Section 3. for loops on real data (3 problems)
Exercise 3.1: Collect squares of 1 to 5 into a preallocated numeric vector
Task: Use a classic for loop over 1:5 to compute the square of each integer and store the results in a preallocated numeric vector of length 5 (do not grow with c()). Save the final vector to ex_3_1 so you can compare it with the vectorised one-liner (1:5)^2.
Expected result:
#> [1] 1 4 9 16 25
Difficulty: Beginner
Write each result into a slot that already exists rather than extending the container as you go.
Inside the loop, assign ex_3_1[i] <- i^2 using the loop index i.
Click to reveal solution
Explanation: Preallocating with numeric(n) and writing into known positions is the right way to write a for loop in R because each c()/append() reallocates the entire vector, giving you O(n^2) behaviour. Of course (1:5)^2 is shorter, faster, and the idiomatic R way: reach for explicit for only when the next iteration genuinely depends on the previous one or when the body does side effects you cannot vectorise away.

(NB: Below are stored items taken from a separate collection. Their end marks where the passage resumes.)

//! Builder for constructing Settings.

use super::{Settings, ToolPaths};
use crate::bundler::error::{Error, ErrorExt, Result};
use path_absolutize::Absolutize;
use std::{
    ffi::OsString,
    path::{Path, PathBuf},
};

/// Builder for constructing [`Settings`].
///
/// Normalizes caller input the same way regardless of where it came from
/// (CLI or library use):
///
/// - the entry point gets a `.js` extension when it lacks one,
/// - the display name defaults to the entry point's file stem; a supplied name
///   keeps only its own stem, so `../out/tool.exe` becomes `tool`,
/// - every path is made absolute against the current directory.
///
/// Existence is deliberately not checked here.
#[derive(Default)]
pub struct SettingsBuilder {
    entry_point: Option<PathBuf>,
    name: Option<String>,
    output_directory: Option<PathBuf>,
    assets: Vec<PathBuf>,
    enable_experimental_sea_warning: bool,
    use_snapshot: bool,
    use_code_cache: bool,
    tools: ToolPaths,
    temp_dir: Option<PathBuf>,
}

impl SettingsBuilder {
    /// Creates a new settings builder.
    pub fn new() -> Self {
        Default::default()
    }

    /// Sets the program entry point.
    ///
    /// # Required
    ///
    /// This field is required for building.
    pub fn entry_point<P: AsRef<Path>>(mut self, path: P) -> Self {
        self.entry_point = Some(path.as_ref().to_path_buf());
        self
    }

    /// Overrides the executable display name.
    pub fn name<S: Into<String>>(mut self, name: S) -> Self {
        self.name = Some(name.into());
        self
    }

    /// Sets the directory that receives the executable.
    ///
    /// Default: current working directory
    pub fn output_directory<P: AsRef<Path>>(mut self, path: P) -> Self {
        self.output_directory = Some(path.as_ref().to_path_buf());
        self
    }

    /// Sets the auxiliary asset paths.
    pub fn assets(mut self, assets: Vec<PathBuf>) -> Self {
        self.assets = assets;
        self
    }

    /// Keeps Node's experimental SEA warning.
    ///
    /// Default: false (warning suppressed)
    pub fn enable_experimental_sea_warning(mut self, enable: bool) -> Self {
        self.enable_experimental_sea_warning = enable;
        self
    }

    /// Requests a V8 startup snapshot.
    pub fn use_snapshot(mut self, enable: bool) -> Self {
        self.use_snapshot = enable;
        self
    }

    /// Requests V8 code cache.
    pub fn use_code_cache(mut self, enable: bool) -> Self {
        self.use_code_cache = enable;
        self
    }

    /// Sets explicit tool locations.
    pub fn tools(mut self, tools: ToolPaths) -> Self {
        self.tools = tools;
        self
    }

    /// Sets the parent directory for build workspaces.
    pub fn temp_dir<P: AsRef<Path>>(mut self, path: P) -> Self {
        self.temp_dir = Some(path.as_ref().to_path_buf());
        self
    }

    /// Builds the settings.
    ///
    /// # Errors
    ///
    /// Returns an [`Error::InvalidArgument`] when the entry point is missing or
    /// a supplied name has no usable stem.
    pub fn build(self) -> Result<Settings> {
        let entry_point = self
            .entry_point
            .ok_or_else(|| Error::InvalidArgument("an entry point is required".into()))?;
        let entry_point = absolute(&with_js_extension(entry_point))?;

        let name = match self.name {
            Some(name) => stem(Path::new(&name)).ok_or_else(|| {
                Error::InvalidArgument(format!("'{name}' is not a usable executable name"))
            })?,
            None => stem(&entry_point).ok_or_else(|| {
                Error::InvalidArgument(format!(
                    "cannot derive a name from '{}'",
                    entry_point.display()
                ))
            })?,
        };

        let output_directory = match self.output_directory {
            Some(dir) => absolute(&dir)?,
            None => std::env::current_dir().fs_context("reading current directory", ".")?,
        };

        let temp_dir = self.temp_dir.as_deref().map(absolute).transpose()?;

        Ok(Settings {
            entry_point,
            name,
            output_directory,
            assets: self.assets,
            enable_experimental_sea_warning: self.enable_experimental_sea_warning,
            use_snapshot: self.use_snapshot,
            use_code_cache: self.use_code_cache,
            tools: self.tools,
            temp_dir,
        })
    }
}

/// Makes `path` absolute against the current directory without touching the filesystem.
pub(crate) fn absolute(path: &Path) -> Result<PathBuf> {
    Ok(path
        .absolutize()
        .fs_context("resolving path", path)?
        .into_owned())
}

fn with_js_extension(path: PathBuf) -> PathBuf {
    let has_js = path
        .extension()
        .is_some_and(|ext| ext.eq_ignore_ascii_case("js"));
    if has_js {
        return path;
    }
    let mut raw: OsString = path.into_os_string();
    raw.push(".js");
    PathBuf::from(raw)
}

fn stem(path: &Path) -> Option<String> {
    path.file_stem()
        .map(|s| s.to_string_lossy().into_owned())
        .filter(|s| !s.is_empty())
}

Exercise 3.2: Mean of every mtcars column with a loop, then compare with sapply
Task: Loop over every column of mtcars using seq_along(mtcars), compute the column mean, and accumulate the results into a named numeric vector with the column names attached. Save the named vector to ex_3_2 and confirm it equals sapply(mtcars, mean) element by element.
Expected result:
#> mpg cyl disp hp drat wt qsec vs am
#> 20.09063 6.18750 230.72188 146.68750 3.59656 3.21725 17.84875 0.43750 0.40625
#> gear carb
#> 3.68750 2.81250
Difficulty: Intermediate
Each pass handles one column and drops its average into the matching named slot.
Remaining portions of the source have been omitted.